In recent years, the 27 EU nations have placed about two-thirds of their orders with U.S. defense companies. To qualify for new loans, they would have to buy at least 65% of equipment from suppliers in the EU, Norway or Ukraine.
“The era of the peace dividend is long gone. The security architecture that we relied on can no longer be taken for granted,” European Commission President Ursula von der Leyen said. “We must invest in defense, strengthen our capabilities, and take a proactive approach to security.”
“We must buy more European. Because that means strengthening the European defense technological and industrial base. That means stimulating innovation. And that means creating an EU-wide market for defense equipment,” she added.
Last month, the Trump administration signaled that U.S. security priorities lay elsewhere – on its own borders and in Asia – and that Europeans would have to fend for themselves and Ukraine in the future, as Europe's biggest land war in decades entered its fourth year.

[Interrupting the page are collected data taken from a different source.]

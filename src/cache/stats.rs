//! Cache Statistics Module
//!
//! Counts how often requests were served from cache versus the network.

use serde::Serialize;

// == Cache Stats ==
/// Tracks cache effectiveness.
#[derive(Debug, Clone, Default, Serialize)]
pub struct CacheStats {
    /// Lookups answered by a valid entry
    pub hits: u64,
    /// Lookups that found nothing or only a stale entry
    pub misses: u64,
    /// Lookups that found a stale entry (subset of misses)
    pub stale: u64,
    /// Requests sent to the transport, failed ones included
    pub network_calls: u64,
    /// Responses written to the cache
    pub stores: u64,
    /// Current number of entries, stale ones included
    pub total_entries: usize,
}

impl CacheStats {
    // == Constructor ==
    /// Creates a new CacheStats with all counters at zero.
    pub fn new() -> Self {
        Self::default()
    }

    // == Hit Rate ==
    /// Returns hits / (hits + misses), or 0.0 if nothing was looked up.
    ///
    /// Forced reloads skip the lookup and are not part of this ratio.
    pub fn hit_rate(&self) -> f64 {
        let total = self.hits + self.misses;
        if total == 0 {
            0.0
        } else {
            self.hits as f64 / total as f64
        }
    }

    // == Record Hit ==
    /// Increments the hit counter.
    pub fn record_hit(&mut self) {
        self.hits += 1;
    }

    // == Record Miss ==
    /// Increments the miss counter.
    pub fn record_miss(&mut self) {
        self.misses += 1;
    }

    // == Record Stale ==
    /// Counts a miss caused by an expired entry.
    pub fn record_stale(&mut self) {
        self.stale += 1;
        self.misses += 1;
    }

    // == Record Network Call ==
    /// Increments the transport call counter.
    pub fn record_network_call(&mut self) {
        self.network_calls += 1;
    }

    // == Record Store ==
    /// Increments the store counter.
    pub fn record_store(&mut self) {
        self.stores += 1;
    }

    // == Update Entry Count ==
    /// Updates the total entries count.
    pub fn set_total_entries(&mut self, count: usize) {
        self.total_entries = count;
    }
}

The strategy resembles the RepowerEU scheme that the commission proposed in 2022 to wean the bloc off Russian natural gas in the months after President Vladimir Putin ordered his forces into Ukraine and used energy as a weapon to undermine EU support for Kyiv.

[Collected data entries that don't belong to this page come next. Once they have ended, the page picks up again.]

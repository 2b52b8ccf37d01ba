//! Cached Client Module
//!
//! Serves GET requests from the cache while the stored response is valid and
//! from the transport otherwise.

use std::collections::HashMap;
use std::sync::Arc;

use tokio::sync::RwLock;
use tracing::{debug, warn};

use crate::cache::{CacheEntry, CacheKey, CacheStats, CacheStore, Lifetime, Payload, Response, ResponseHandle};
use crate::config::Config;
use crate::error::Result;
use crate::transport::{HttpTransport, ResponseType, Transport, TransportRequest};

// == Request Options ==
/// Per-request knobs for [`CachedClient::request`].
#[derive(Debug, Clone, Default)]
pub struct RequestOptions {
    /// Disambiguates several logical requests to the same address
    pub cache_key: Option<String>,
    /// Validity of a fresh response; the client default when unset
    pub lifetime: Option<Lifetime>,
    /// Skip the cache lookup and always hit the network
    pub force_reload: bool,
    /// Query parameters forwarded to the transport
    pub data: Vec<(String, String)>,
    /// Body decoding hint forwarded to the transport
    pub response_type: ResponseType,
}

impl RequestOptions {
    pub fn new() -> Self {
        Self::default()
    }

    pub fn cache_key(mut self, cache_key: impl Into<String>) -> Self {
        self.cache_key = Some(cache_key.into());
        self
    }

    pub fn lifetime(mut self, lifetime: Lifetime) -> Self {
        self.lifetime = Some(lifetime);
        self
    }

    pub fn force_reload(mut self, force_reload: bool) -> Self {
        self.force_reload = force_reload;
        self
    }

    pub fn param(mut self, name: impl Into<String>, value: impl Into<String>) -> Self {
        self.data.push((name.into(), value.into()));
        self
    }

    pub fn response_type(mut self, response_type: ResponseType) -> Self {
        self.response_type = response_type;
        self
    }
}

// == Cached Client ==
/// Response cache in front of a transport.
///
/// Clones share the same table and transport.
#[derive(Clone)]
pub struct CachedClient {
    /// Shared response table
    store: Arc<RwLock<CacheStore>>,
    /// Network transport
    transport: Arc<dyn Transport>,
    /// Lifetime used when a request sets none
    default_lifetime: Lifetime,
}

impl CachedClient {
    // == Constructors ==
    /// Creates a client with an empty store on the system clock.
    pub fn new(transport: Arc<dyn Transport>) -> Self {
        Self::with_store(transport, CacheStore::new())
    }

    /// Creates a client around an existing store.
    pub fn with_store(transport: Arc<dyn Transport>, store: CacheStore) -> Self {
        Self {
            store: Arc::new(RwLock::new(store)),
            transport,
            default_lifetime: Lifetime::default(),
        }
    }

    /// Replaces the lifetime applied to requests without their own.
    pub fn with_default_lifetime(mut self, lifetime: Lifetime) -> Self {
        self.default_lifetime = lifetime;
        self
    }

    /// Creates a client over an `HttpTransport` built from configuration.
    pub fn from_config(config: &Config) -> Result<Self> {
        let transport = HttpTransport::from_config(config)?;
        Ok(Self::new(Arc::new(transport)).with_default_lifetime(config.default_lifetime))
    }

    // == Request ==
    /// Fetches `address`, answering from the cache when possible.
    ///
    /// Unless `force_reload` is set, a valid entry under the combined key is
    /// returned without touching the transport, and the future completes on
    /// its first poll. Otherwise the transport is called and a successful
    /// response is stored before being returned. Transport errors are returned
    /// unchanged and nothing is stored.
    ///
    /// Dropping the future abandons the network call; nothing is stored.
    pub async fn request(&self, address: &str, options: RequestOptions) -> Result<Response> {
        let RequestOptions {
            cache_key,
            lifetime,
            force_reload,
            data,
            response_type,
        } = options;
        let key = CacheKey::new(address, cache_key);

        if !force_reload {
            let cached = self.store.write().await.fetch_valid(&key);
            if let Some(entry) = cached {
                return Ok(entry.response());
            }
        } else {
            debug!(key = %key, "forced reload, bypassing cache");
        }

        let lifetime = lifetime.unwrap_or(self.default_lifetime);
        let request = TransportRequest {
            address: address.to_string(),
            data,
            response_type,
        };

        self.store.write().await.record_network_call();

        // The lock is not held across the network call.
        let response = match self.transport.get(request).await {
            Ok(response) => response,
            Err(e) => {
                warn!(key = %key, error = %e, "transport request failed");
                return Err(e.into());
            }
        };

        self.store
            .write()
            .await
            .store_response(key, lifetime, response.clone());

        Ok(response)
    }

    // == Store Delegates ==
    /// Returns a copy of the entry under `key`, stale or not.
    pub async fn fetch(&self, key: &CacheKey) -> Option<CacheEntry> {
        self.store.read().await.fetch(key).cloned()
    }

    /// Stores a response under `key` directly.
    pub async fn store(
        &self,
        key: CacheKey,
        lifetime: Lifetime,
        payload: Payload,
        status: u16,
        raw_handle: Arc<ResponseHandle>,
    ) {
        self.store
            .write()
            .await
            .store(key, lifetime, payload, status, raw_handle);
    }

    /// Discards every cached response.
    pub async fn clear_cache(&self) {
        self.store.write().await.clear_cache();
    }

    /// Snapshot of the whole table, for debugging.
    pub async fn dump_cache(&self) -> HashMap<CacheKey, CacheEntry> {
        self.store.read().await.dump_cache()
    }

    /// Entries ordered by key, each carrying its full key.
    pub async fn dump_entries(&self) -> Vec<CacheEntry> {
        self.store.read().await.dump_entries()
    }

    /// Returns current cache statistics.
    pub async fn stats(&self) -> CacheStats {
        self.store.read().await.stats()
    }
}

It saw the EU’s dependence on Russian gas imports fall 45% in 2021, to only 15% in 2023.
The new blueprint was unveiled on the eve of a summit of EU government leaders for them to assess. At emergency talks on March 6, the leaders signed off on proposals to ease budget restrictions and create a 150-billion-euro ($164 billion) loan plan for defense projects.
Defense firms in the U.S., U.K., and Turkey would be excluded from the loan plan unless those governments sign security agreements with the EU. France has pushed the “buy European” approach, but countries like Poland and the Netherlands want to buy U.S. equipment.
EU nations are encouraged to boost security ties with NATO allies that are not members of the EU, including Britain, Canada, Norway, Australia, Japan, South Korea and India.
The strategy notes that while the United States remains a key Western ally, it has been clear “that it believes it is over-committed in Europe and needs to rebalance, reducing its historical role as a primary security guarantor.”
Andrius Kubilius, the EU’s recently appointed and first-ever defense commissioner, warned that “450 million European Union citizens should not have to depend on 340 million Americans to defend ourselves."
“We really can do better,” he said.
Spending priorities for joint purchase would be air and missile defense systems, artillery, ammunition, drones, equipment for use in cyber and electronic warfare, and “strategic enablers” like air-to-air refueling and land border security installations.
To help Ukraine fend off the Russian invasion, the aim would be to provide at least two million artillery rounds each year, supply more air defense systems, missiles and drones, and to continue to train tens of thousands of Ukrainian troops annually.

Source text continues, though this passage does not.